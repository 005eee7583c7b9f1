// Ultralytics 🚀 AGPL-3.0 License - https://ultralytics.com/license

//! Skeleton detection: markers in, labeled skeletons out.
//!
//! The detector owns the fixed anatomical tables (marker names, bone pairs,
//! parent chains, rest corrections) and runs the per-frame pipeline: pelvis
//! marker hallucination, keypoint construction, pose reconstruction, and
//! skeleton assembly. All tables are immutable configuration; the detector
//! itself holds no per-frame state.

use std::collections::{BTreeMap, HashMap};

use nalgebra::{Matrix3, Point3, Vector3};

use crate::geometry::complete_trapezium;
use crate::provider::FrameProvider;
use crate::skeleton::{
    compute_local_keypoint_rotations, Keypoint, KeypointOrienter, Skeleton,
};

/// The static table of keypoint pairs joined to form bones.
pub const BONE_PAIRS: &[(&str, &str)] = &[
    ("Head", "Neck"),
    ("LAnkle", "LKnee"),
    ("LElbow", "LShoulder"),
    ("LElbow", "LWrist"),
    ("LHip", "MidHip"),
    ("LKnee", "LHip"),
    ("LShoulder", "Neck"),
    ("MidHip", "Neck"),
    ("MidHip", "RHip"),
    ("Neck", "RShoulder"),
    ("RAnkle", "RKnee"),
    ("RElbow", "RShoulder"),
    ("RElbow", "RWrist"),
    ("RHip", "RKnee"),
];

/// Markers that map 1:1 onto keypoints.
const MARKER_TO_KEYPOINT: &[(&str, &str)] = &[
    ("LANK", "LAnkle"),
    ("LELB", "LElbow"),
    ("LKNE", "LKnee"),
    ("LSHO", "LShoulder"),
    ("LTHI", "LThigh"),
    ("LTIB", "LTibula"),
    ("LTOE", "LToe"),
    ("RANK", "RAnkle"),
    ("RELB", "RElbow"),
    ("RKNE", "RKnee"),
    ("RSHO", "RShoulder"),
    ("RTHI", "RThigh"),
    ("RTIB", "RTibula"),
    ("RTOE", "RToe"),
];

/// Keypoints computed by averaging marker clusters. Each keypoint lists its
/// candidate marker sets in preference order; the first fully-visible set
/// wins, and a keypoint with no fully-visible set is omitted for the frame.
const AVERAGED_KEYPOINTS: &[(&str, &[&[&str]])] = &[
    ("Head", &[&["LBHD", "LFHD", "RBHD", "RFHD"]]),
    ("LHip", &[&["LASI", "LPSI"]]),
    ("LWrist", &[&["LWRA", "LWRB"], &["LWRA"], &["LWRB"], &["LFIN"]]),
    (
        "MidHip",
        &[
            &["LASI", "LPSI", "RASI", "RPSI"],
            &["LASI", "RPSI"],
            &["RASI", "LPSI"],
        ],
    ),
    ("Neck", &[&["LSHO", "RSHO"]]),
    ("RHip", &[&["RASI", "RPSI"]]),
    ("RWrist", &[&["RWRA", "RWRB"], &["RWRA"], &["RWRB"], &["RFIN"]]),
];

/// Tracked segments whose (inverted) global poses orient keypoints directly.
const SEGMENT_TO_KEYPOINT: &[(&str, &str)] = &[
    ("L_Elbow", "LElbow"),
    ("R_Elbow", "RElbow"),
    ("L_Femur", "LHip"),
    ("R_Femur", "RHip"),
    ("L_Humerus", "LShoulder"),
    ("R_Humerus", "RShoulder"),
    ("L_Tibia", "LKnee"),
    ("R_Tibia", "RKnee"),
];

/// Child-to-parent keypoint relationships, rooted at MidHip.
const PARENT_KEYPOINTS: &[(&str, &str)] = &[
    ("LElbow", "LShoulder"),
    ("LHip", "MidHip"),
    ("LKnee", "LHip"),
    ("LShoulder", "Neck"),
    ("Neck", "MidHip"),
    ("RElbow", "RShoulder"),
    ("RHip", "MidHip"),
    ("RKnee", "RHip"),
    ("RShoulder", "Neck"),
];

/// The four co-planar pelvis markers form a trapezium; any one of them can be
/// reconstructed from the other three. Row layout: (target, origin, base,
/// diagonal), with the origin diagonally opposite the target.
const PELVIS_TRAPEZIA: &[(&str, &str, &str, &str)] = &[
    ("LASI", "RPSI", "LPSI", "RASI"),
    ("LPSI", "RASI", "LASI", "RPSI"),
    ("RASI", "LPSI", "RPSI", "LASI"),
    ("RPSI", "LASI", "RASI", "LPSI"),
];

/// Determines whether a subject is a person whose markers should be
/// reconstructed into a skeleton.
pub type PersonPredicate = Box<dyn Fn(&dyn FrameProvider, &str) -> bool>;

/// Default person predicate: a subject is a person if its tracked hierarchy
/// contains the canonical "Root" segment.
#[must_use]
pub fn is_person(provider: &dyn FrameProvider, subject_name: &str) -> bool {
    provider
        .segment_names(subject_name)
        .iter()
        .any(|segment| segment == "Root")
}

/// Configuration for the detection pipeline.
#[derive(Debug, Clone, Copy)]
pub struct DetectorOptions {
    /// Reconstruct global keypoint poses and local rotations. When false the
    /// detector runs in keypoint-only mode: positions and bones, nothing else.
    pub compute_poses: bool,
    /// Recover occluded pelvis markers via trapezium completion before
    /// constructing keypoints.
    pub hallucinate_markers: bool,
}

impl Default for DetectorOptions {
    fn default() -> Self {
        Self {
            compute_poses: true,
            hallucinate_markers: true,
        }
    }
}

/// A 3D skeleton detector driven by a mocap frame provider.
pub struct SkeletonDetector {
    options: DetectorOptions,
    is_person: PersonPredicate,
    midhip_from_rests: HashMap<&'static str, Matrix3<f64>>,
}

impl Default for SkeletonDetector {
    fn default() -> Self {
        Self::new(DetectorOptions::default())
    }
}

impl SkeletonDetector {
    /// Construct a detector with the default person predicate.
    #[must_use]
    pub fn new(options: DetectorOptions) -> Self {
        // Rest-pose corrections re-expressing each keypoint's authored rest
        // orientation relative to the MidHip root. The left/right mirror pair
        // covers the arm chain.
        // FIXME: These constants are provisional and should be validated
        // against real capture data.
        let lm = Matrix3::new(0.0, 1.0, 0.0, -1.0, 0.0, 0.0, 0.0, 0.0, 1.0);
        let rm = Matrix3::new(0.0, -1.0, 0.0, 1.0, 0.0, 0.0, 0.0, 0.0, 1.0);
        let neck = Matrix3::new(-1.0, 0.0, 0.0, 0.0, -1.0, 0.0, 0.0, 0.0, 1.0);

        let mut midhip_from_rests = HashMap::new();
        midhip_from_rests.insert("LElbow", lm);
        midhip_from_rests.insert("LHip", Matrix3::identity());
        midhip_from_rests.insert("LKnee", Matrix3::identity());
        midhip_from_rests.insert("LShoulder", lm);
        midhip_from_rests.insert("MidHip", Matrix3::identity());
        midhip_from_rests.insert("Neck", neck);
        midhip_from_rests.insert("RElbow", rm);
        midhip_from_rests.insert("RHip", Matrix3::identity());
        midhip_from_rests.insert("RKnee", Matrix3::identity());
        midhip_from_rests.insert("RShoulder", rm);

        Self {
            options,
            is_person: Box::new(is_person),
            midhip_from_rests,
        }
    }

    /// Replace the person predicate.
    #[must_use]
    pub fn with_is_person(mut self, predicate: PersonPredicate) -> Self {
        self.is_person = predicate;
        self
    }

    /// Detect the 3D skeletons present in the provider's current frame,
    /// indexed by subject name.
    ///
    /// Subjects failing the person predicate are skipped entirely. Missing
    /// markers degrade to partial skeletons (fewer keypoints, fewer poses);
    /// they are never an error.
    #[must_use]
    pub fn detect_skeletons(&self, provider: &dyn FrameProvider) -> BTreeMap<String, Skeleton> {
        let mut skeletons = BTreeMap::new();

        for subject_name in provider.subject_names() {
            if !(self.is_person)(provider, &subject_name) {
                continue;
            }

            let mut marker_positions = provider.marker_positions(&subject_name);
            if self.options.hallucinate_markers {
                hallucinate_pelvis_markers(&mut marker_positions);
            }

            let keypoints = construct_keypoints(&marker_positions);

            let mut global_keypoint_poses = HashMap::new();
            let mut local_keypoint_rotations = HashMap::new();

            if self.options.compute_poses {
                // Keypoints backed by a tracked segment take their pose from
                // it; the provider reports segment-from-world, so invert to
                // place the keypoint's frame in the world.
                for (segment_name, keypoint_name) in SEGMENT_TO_KEYPOINT {
                    let Some(keypoint_from_world) =
                        provider.segment_global_pose(&subject_name, segment_name)
                    else {
                        continue;
                    };
                    if let Some(world_from_keypoint) = keypoint_from_world.try_inverse() {
                        global_keypoint_poses
                            .insert((*keypoint_name).to_string(), world_from_keypoint);
                    }
                }

                // The root and the neck have no segment of their own; their
                // frames are synthesized from keypoint triples.
                if let Some(orienter) = KeypointOrienter::try_make(
                    &keypoints,
                    "MidHip",
                    "Neck",
                    ("RHip", "LHip", "Neck"),
                ) {
                    global_keypoint_poses.insert("MidHip".to_string(), orienter.global_pose);
                }
                if let Some(orienter) = KeypointOrienter::try_make(
                    &keypoints,
                    "Neck",
                    "MidHip",
                    ("LShoulder", "RShoulder", "MidHip"),
                ) {
                    global_keypoint_poses.insert("Neck".to_string(), orienter.global_pose);
                }

                local_keypoint_rotations = compute_local_keypoint_rotations(
                    &global_keypoint_poses,
                    &self.midhip_from_rests,
                    PARENT_KEYPOINTS,
                );
            }

            skeletons.insert(
                subject_name.clone(),
                Skeleton::new(
                    keypoints,
                    BONE_PAIRS,
                    global_keypoint_poses,
                    local_keypoint_rotations,
                ),
            );
        }

        skeletons
    }
}

/// Recover occluded pelvis markers by trapezium completion.
///
/// Each attempt requires all three partner markers and only fills a marker
/// that is currently absent - an existing position is never overwritten, and
/// with two or more pelvis markers missing nothing is filled (every trio then
/// contains another missing marker). Re-running on its own output is a no-op.
pub fn hallucinate_pelvis_markers(marker_positions: &mut HashMap<String, Point3<f64>>) {
    for (target, origin, base, diagonal) in PELVIS_TRAPEZIA {
        if marker_positions.contains_key(*target) {
            continue;
        }
        let (Some(&o), Some(&b), Some(&d)) = (
            marker_positions.get(*origin),
            marker_positions.get(*base),
            marker_positions.get(*diagonal),
        ) else {
            continue;
        };
        marker_positions.insert((*target).to_string(), complete_trapezium(&o, &b, &d));
    }
}

/// Build the keypoint set for one subject from its visible markers.
fn construct_keypoints(marker_positions: &HashMap<String, Point3<f64>>) -> HashMap<String, Keypoint> {
    let mut keypoints = HashMap::new();

    for (marker_name, keypoint_name) in MARKER_TO_KEYPOINT {
        if let Some(position) = marker_positions.get(*marker_name) {
            keypoints.insert(
                (*keypoint_name).to_string(),
                Keypoint::new(*keypoint_name, *position),
            );
        }
    }

    for (keypoint_name, candidate_sets) in AVERAGED_KEYPOINTS {
        try_add_averaged_keypoint(keypoint_name, candidate_sets, &mut keypoints, marker_positions);
    }

    keypoints
}

/// Add an averaged keypoint from the first fully-visible candidate marker set.
fn try_add_averaged_keypoint(
    keypoint_name: &str,
    candidate_sets: &[&[&str]],
    keypoints: &mut HashMap<String, Keypoint>,
    marker_positions: &HashMap<String, Point3<f64>>,
) {
    for candidate_set in candidate_sets {
        let positions: Option<Vec<&Point3<f64>>> = candidate_set
            .iter()
            .map(|marker| marker_positions.get(*marker))
            .collect();

        if let Some(positions) = positions {
            let sum: Vector3<f64> = positions.iter().map(|p| p.coords).sum();
            let mean = Point3::from(sum / positions.len() as f64);
            keypoints.insert(
                keypoint_name.to_string(),
                Keypoint::new(keypoint_name, mean),
            );
            return;
        }
    }
}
========
■ Task instructions ■
Above are the records; copy each line from them that includes the string "only".

■ Written solution ■
    /// detector runs in keypoint-only mode: positions and bones, nothing else.
/// Each attempt requires all three partner markers and only fills a marker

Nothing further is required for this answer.